Des cas précis rapportés à ACTUALITE.CD, sont ceux enregistrés en décembre 2018 dans les zones de santé de Kalunguta et Vuhovi, où des femmes enceintes ont été enterrées avec leurs enfants.

« Ce n’est pas seulement question de culture ou de tradition, mais il est d’une règle générale qu’on ne peut pas enterrer deux personnes dans une même tombe, c’est comme les mettre dans une fosse commune », commente l’anthropologue Christian Kahindo Muke. 

« Une femme enceinte porte en elle deux personnes : elle-même et l’enfant. Chacun d’eux a une protection des ancêtres. Les enterrer ensemble, c’est violer les tabous ancestraux. Cela peut parfois être considéré comme source de porte-malheur dans la famille. Dans certaines circonstances, cette femme peut ne pas être accueillie au village des ancêtres », explique de son côté, M. Edgard Mateso, membre de l’Asbl Kyaghanda Yira.

Du côté de la coordination de la riposte, la source rétorque que leurs «socio-anthropologues ont mené des recherches qui attestent qu’il y a des rituels qu’on réalise avant ces genres d’enterrement». 

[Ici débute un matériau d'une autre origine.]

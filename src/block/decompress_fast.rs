//! Fast-profile LZ4 block decompression.
//!
//! Same wire semantics and error taxonomy as [`crate::block::decompress`],
//! but bounds are established once per sequence instead of once per access:
//! each literal run and each match is validated against the declared source
//! and destination regions up front, after which the copies run on raw
//! pointers with no per-byte checks.
//!
//! The external contract is identical to the checked profile: no input,
//! however corrupted, writes a single byte past the caller's buffer or past
//! the logical end of the decoded output.  There is deliberately no
//! wildcopy-style overshoot here — every copy is exact — so callers never
//! need slack capacity.

use core::ptr;

use crate::block::format::{read_ext_length, read_le16, MIN_MATCH, ML_MASK};
use crate::error::Lz4Error;

/// Fast-profile variant of [`crate::block::decompress`].
pub fn decompress(src: &[u8], dst: &mut [u8]) -> Result<usize, Lz4Error> {
    decode(src, dst, false)
}

/// Fast-profile variant of [`crate::block::decompress_known_size`].
pub fn decompress_known_size(src: &[u8], dst: &mut [u8]) -> Result<usize, Lz4Error> {
    decode(src, dst, true)
}

fn decode(src: &[u8], dst: &mut [u8], exact: bool) -> Result<usize, Lz4Error> {
    let src_len = src.len();
    let dst_len = dst.len();
    let s: *const u8 = src.as_ptr();
    let d: *mut u8 = dst.as_mut_ptr();

    let mut ip: usize = 0;
    let mut op: usize = 0;

    if src_len == 0 {
        return Err(Lz4Error::SourceExhausted);
    }

    loop {
        debug_assert!(ip < src_len);
        // SAFETY: ip < src_len on every iteration — established before entry
        // (src_len > 0), by the end-of-run break after the literals, and by
        // the exhaustion check after each match.
        let token = unsafe { *s.add(ip) };
        ip += 1;

        let mut literal_len = (token >> 4) as usize;
        if literal_len == ML_MASK {
            literal_len = literal_len
                .checked_add(read_ext_length(src, &mut ip)?)
                .ok_or(Lz4Error::MalformedInput)?;
        }

        // Single bounds check for the whole literal run.  `ip <= src_len`
        // and `op <= dst_len` hold as loop invariants, so the subtractions
        // cannot wrap.
        if literal_len > src_len - ip {
            return Err(Lz4Error::SourceExhausted);
        }
        if literal_len > dst_len - op {
            return Err(Lz4Error::DestinationTooSmall);
        }
        // SAFETY: both `ip + literal_len <= src_len` and
        // `op + literal_len <= dst_len` were just verified; src and dst are
        // distinct allocations.
        unsafe {
            ptr::copy_nonoverlapping(s.add(ip), d.add(op), literal_len);
        }
        ip += literal_len;
        op += literal_len;

        if ip == src_len {
            break;
        }

        if src_len - ip < 2 {
            return Err(Lz4Error::SourceExhausted);
        }
        let offset = read_le16(src, ip) as usize;
        ip += 2;
        if offset == 0 || offset > op {
            return Err(Lz4Error::MalformedInput);
        }

        let mut match_len = (token as usize) & ML_MASK;
        if match_len == ML_MASK {
            match_len = match_len
                .checked_add(read_ext_length(src, &mut ip)?)
                .ok_or(Lz4Error::MalformedInput)?;
        }
        match_len += MIN_MATCH;

        // Single bounds check for the whole match.
        if match_len > dst_len - op {
            return Err(Lz4Error::DestinationTooSmall);
        }
        // SAFETY: `1 <= offset <= op` (back-reference lands inside already
        // written output) and `op + match_len <= dst_len` were verified
        // above — the contract `copy_match` requires.
        unsafe {
            copy_match(d, op, offset, match_len);
        }
        op += match_len;

        // A well-formed block never ends in a match; a source exhausted here
        // is truncated.  This also re-establishes `ip < src_len` for the
        // token read at the top of the loop.
        if ip >= src_len {
            return Err(Lz4Error::SourceExhausted);
        }
    }

    if exact && op != dst_len {
        return Err(Lz4Error::MalformedInput);
    }
    Ok(op)
}

/// Expand a back-reference of `len` bytes ending the already-written region
/// at `op`, reading from `op - offset`.
///
/// When `offset < len` the regions overlap and the match replicates the
/// `offset`-byte pattern immediately behind the write frontier; the copy is
/// performed in chunks of at most `offset` bytes so each individual
/// `copy_nonoverlapping` is disjoint.
///
/// # Safety
/// - `1 <= offset <= op`;
/// - `op + len` does not exceed the allocation behind `d`.
#[inline(always)]
unsafe fn copy_match(d: *mut u8, op: usize, offset: usize, len: usize) {
    let dst = d.add(op);
    let src = d.add(op - offset) as *const u8;

    if offset >= len {
        // Disjoint regions: one straight copy.
        ptr::copy_nonoverlapping(src, dst, len);
        return;
    }
    if offset == 1 {
        // Run of a single repeated byte.
        ptr::write_bytes(dst, *src, len);
        return;
    }

    // Repeating pattern of period `offset`: stamp the pattern forward in
    // period-sized chunks.  Each chunk source lies entirely behind `dst`,
    // so the pairs never overlap.
    let mut written = 0;
    while written < len {
        let n = offset.min(len - written);
        ptr::copy_nonoverlapping(src, dst.add(written), n);
        written += n;
    }
}
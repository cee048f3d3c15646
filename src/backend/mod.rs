//! Backend selection: one codec contract, several interchangeable
//! implementations.
//!
//! Every backend honors the exact same external contract (§ the crate-level
//! safety property): identical wire format, identical error taxonomy, and no
//! access outside the caller's declared buffers no matter how corrupted the
//! input is.  Callers obtain a handle from one of the accessors below and
//! stay oblivious to which profile backs it.
//!
//! Selection is lazy, happens at most once per process, and is immutable
//! afterwards; concurrent first calls may race on the probe but converge on
//! the same answer.

use std::sync::OnceLock;

use crate::error::Lz4Error;

pub mod managed;
#[cfg(feature = "native")]
pub mod native;

pub use managed::{CheckedBackend, FastBackend};

/// The shared contract of every backend variant.
///
/// One handle carries both capabilities (encode and decode); all methods are
/// `&self` and the implementations hold no mutable state, so a handle is
/// freely shared across threads.
pub trait BlockCodec: Send + Sync {
    /// Short identifier for diagnostics ("checked", "fast", "native").
    fn name(&self) -> &'static str;

    /// Worst-case destination size for `input_len` input bytes.
    fn max_compressed_len(&self, input_len: usize) -> usize;

    /// Compress `src` into `dst`; returns bytes written.
    fn compress(&self, src: &[u8], dst: &mut [u8]) -> Result<usize, Lz4Error>;

    /// Decompress into `dst` treated as a capacity; returns bytes written.
    fn decompress(&self, src: &[u8], dst: &mut [u8]) -> Result<usize, Lz4Error>;

    /// Decompress a block whose decompressed size is known to be exactly
    /// `dst.len()`.
    fn decompress_known_size(&self, src: &[u8], dst: &mut [u8]) -> Result<usize, Lz4Error>;
}

static CHECKED: CheckedBackend = CheckedBackend;
static FAST: FastBackend = FastBackend;

/// The fully bounds-checked backend.  Always available.
pub fn safe_instance() -> &'static dyn BlockCodec {
    &CHECKED
}

/// The performance-oriented managed backend (per-sequence bounds checks).
/// Always available.
pub fn unchecked_instance() -> &'static dyn BlockCodec {
    &FAST
}

/// The foreign-compiled backend (liblz4 via the `native` feature).
///
/// The probe runs once per process and never panics; environments where the
/// native implementation cannot be used get `Err(BackendUnavailable)`.
pub fn native_instance() -> Result<&'static dyn BlockCodec, Lz4Error> {
    #[cfg(feature = "native")]
    {
        static NATIVE: OnceLock<Option<native::NativeBackend>> = OnceLock::new();
        if let Some(backend) = NATIVE.get_or_init(native::NativeBackend::probe) {
            return Ok(backend);
        }
    }
    Err(Lz4Error::BackendUnavailable)
}

/// The fastest available backend: native when usable, else the fast managed
/// profile, else checked.
pub fn fastest_instance() -> &'static dyn BlockCodec {
    static FASTEST: OnceLock<&'static dyn BlockCodec> = OnceLock::new();
    *FASTEST.get_or_init(|| native_instance().unwrap_or_else(|_| fastest_managed_instance()))
}

/// The fastest backend that never delegates to foreign code.
pub fn fastest_managed_instance() -> &'static dyn BlockCodec {
    unchecked_instance()
}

Enterrer les "responsables des familles et coutumiers" dans les cimetières publics

Il arrive aux équipes de riposte d’enterrer certains patients morts d’Ebola dans des cimetières publics alors que, parmi eux, il y a des "grands responsables des familles et coutumiers" qui ne doivent être enterrés que sur leurs terres ancestrales (amahero).

«C’est question de distance, de sécurité et de confiance. Cela arrive souvent pour des distances éloignées. Quand une famille dit vouloir aller enterrer son proche mort d’Ebola, par exemple, à Kipese, on accepte difficilement, parce que d’abord, Kipese est éloigné de Butembo (plus de 60 km), aussi, on est obligé de franchir des villages insécurisés où sont actifs des miliciens. Ce qui est dangereux pour les équipes d’EDS. En plus, on ne peut pas livrer le corps, parce que nous craignons que les proches puissent aller le manipuler, ce qui constitue un grand danger public. Dans une situation pareille, on oriente le défunt dans un cimetière public plus proche», témoigne Mbusa Kambalo Olivier, un ancien employé de la riposte.

Cela dérange la culture parce que, d’après Kahindo Muke Christian, chez les Yira, enterrer quelqu’un sur sa terre ancestrale, c’est confirmer son origine. "Par exemple, en cas de conflits fonciers chez nous, on demande à chacune des parties de prouver que ses ancêtres ont été enterrés sur ce terrain conflictuel, pour qu’on lui reconnaisse l’origine, voire le droit d’héritage."

"Mais enterrer les gens dans des cimetières publics, alors qu’ils ont encore leurs terres ancestrales, c’est comme décréter leur exclusion et créer à leur progéniture la difficulté de prouver leur droit d’héritage", explique-t-il à ACTUALITE.CD.